Sklep wykorzystuje nasze zdjęcia ściągnięte z forum. - Piotr D. - 02-08-2014

Cześć wszystkim
Szperając na allegro trafiłem na sprzedawcę, który na swoich aukcjach wykorzystuje nasze zdjęcia ściągnięte z forum.
http://allegro.pl/listing/user/listing.php?id=6&us_id=34089226&order=m&bmatch=seng-v6-p-4-kol-0718
Ofiarą padł mój "Podhalanin", wypatrzyłem jeszcze Super Horneta Partyzanta, San Francisco, Iron Dukea i Ta 154 też kojarzę z for modelarskich.
Wczoraj pofatygowałem się, zadzwoniłem do właścicielki sklepu i wyjaśniłem jej w czym rzecz, że mogła zwyczajnie zapytać o zgodę. Niestety ona zdaje się nie widzieć problemu, bo "to są zdjęcia z internetu a poza tym nie są podpisane". Co prawda powiedziała, że je pousuwa, ale reakcji żadnej nie widać. Nasze zdjęcia są też na stronie internetowej tego sklepu: http://sklep-wonder.pl/index.php (slajdy na stronie głównej).
Sprawę moich zdjęć na aukcji zgłosiłem już na allegro, z kolei ze sklepem może być trudniejsza sprawa.


Odp: Sklep wykorzystuje nasze zdjęcia ściągnięte z forum. - buniodawid1 - 02-08-2014

No tak, polskie dziadostwo, ja też się załapałem z jedynym na razie na forum moim ,,białym krukiem'' - włoską spageterią SAN GIORGIO. Pozdrawiam bezsilnych i cierpliwych. PDT_Armataz_01_08


Odp: Sklep wykorzystuje nasze zdjęcia ściągnięte z forum. - Navi - 02-08-2014

Czy zamieszczając zdjęcia na hostingu zdjęciowym  kliknęliście na okienko " zezwól na umieszczenie na Facebooku" ?
Jeżeli tak to możecie się odwołać..... przez okno.

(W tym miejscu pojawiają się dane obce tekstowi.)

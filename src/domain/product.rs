use bigdecimal::BigDecimal;
use chrono::{DateTime, Utc};
use uuid::Uuid;

use super::errors::DomainError;
use super::validation::{parse_price, validate_name, validate_stock};

/// Products with stock strictly below this are replenished.
pub const LOW_STOCK_THRESHOLD: i32 = 10;
/// Units added to each low-stock product per replenishment run.
pub const RESTOCK_INCREMENT: i32 = 10;

#[derive(Debug, Clone, PartialEq)]
pub struct Product {
    pub id: Uuid,
    pub name: String,
    pub price: BigDecimal,
    pub stock: i32,
    pub created_at: DateTime<Utc>,
}

#[derive(Debug, Clone)]
pub struct ProductInput {
    pub name: String,
    /// Decimal price as a string to avoid floating-point issues, e.g. "9.99"
    pub price: String,
    pub stock: i32,
}

#[derive(Debug, Clone)]
pub struct NewProduct {
    pub name: String,
    pub price: BigDecimal,
    pub stock: i32,
}

impl TryFrom<&ProductInput> for NewProduct {
    type Error = DomainError;

    fn try_from(input: &ProductInput) -> Result<Self, Self::Error> {
        let price = parse_price(&input.price)?;
        let stock = validate_stock(input.stock)?;
        Ok(NewProduct {
            name: validate_name(&input.name)?,
            price,
            stock,
        })
    }
}

#[derive(Debug, Clone)]
pub struct RestockResult {
    pub products: Vec<Product>,
    pub message: String,
}

impl RestockResult {
    pub fn new(products: Vec<Product>) -> Self {
        let message = if products.is_empty() {
            "No low-stock products found".to_string()
        } else {
            format!("Updated {} low-stock product(s)", products.len())
        };
        Self { products, message }
    }
}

Odp: Sklep wykorzystuje nasze zdjęcia ściągnięte z forum. - struna - 02-08-2014

Z tego co widzę to zdjęcia Pani pobrała ze sklepu Modelika. Ok jak nie mamy problemu z tym aby pan Janusz używał naszych zdjęć (również i moich) tak jeżeli już ktoś inny używa w celach komercyjnych bez naszej zgody to jest nie halo. i Pani nie może się wykręcać bo w tym momencie popełnia przestępstwo z Prawa Autorskiego.
http://www.kkg.pl/system/application/upload/materialy/05_Kiedy_mo%C5%BCna_wykorzystywa%C4%87_zdj%C4%99cia_w_internecie_bez_zgody_autora_-_Gazeta_Prawna1.pdf
http://prawo.money.pl/aktualnosci/wiadomosci/artykul/zdjecie;w;sieci;mozna;je;uzyc;bez;zgody;autora,47,0,887087.html
http://forumprawne.org/prawo-autorskie/135478-uzycie-zdjec-bez-zgody-autora.html
Zacytuję z ostatniego linku wypowiedź _chrisa_
Cytat:Cytat:
Napisał/a leon77 Zobacz post
dodam, ze osoba ta przez krótki czas współpracowała ze mną, na umowę o pracę, później była bezrobotna, obecnie od 2 lat prowadzi swoją firmę.
oficjalnie rości sobie prawa do zdjęć właśnie z powodu dawnej współpracy.
Bzdura. Jako autor zdjęć posiadasz od momentu ich wykonania wszystkie prawa autorskie do nich, a w szczególności:

    osobiste prawa autorskie - Art.16. USTAWA z dnia 4 lutego 1994 r. o prawie autorskim i prawach pokrewnych (zwana dalej upaipp);
    majątkowe prawa autorskie - Art.17. upaipp;
    autorskie prawa do zezwalania na realizację praw zależnych - Art.2. upaipp.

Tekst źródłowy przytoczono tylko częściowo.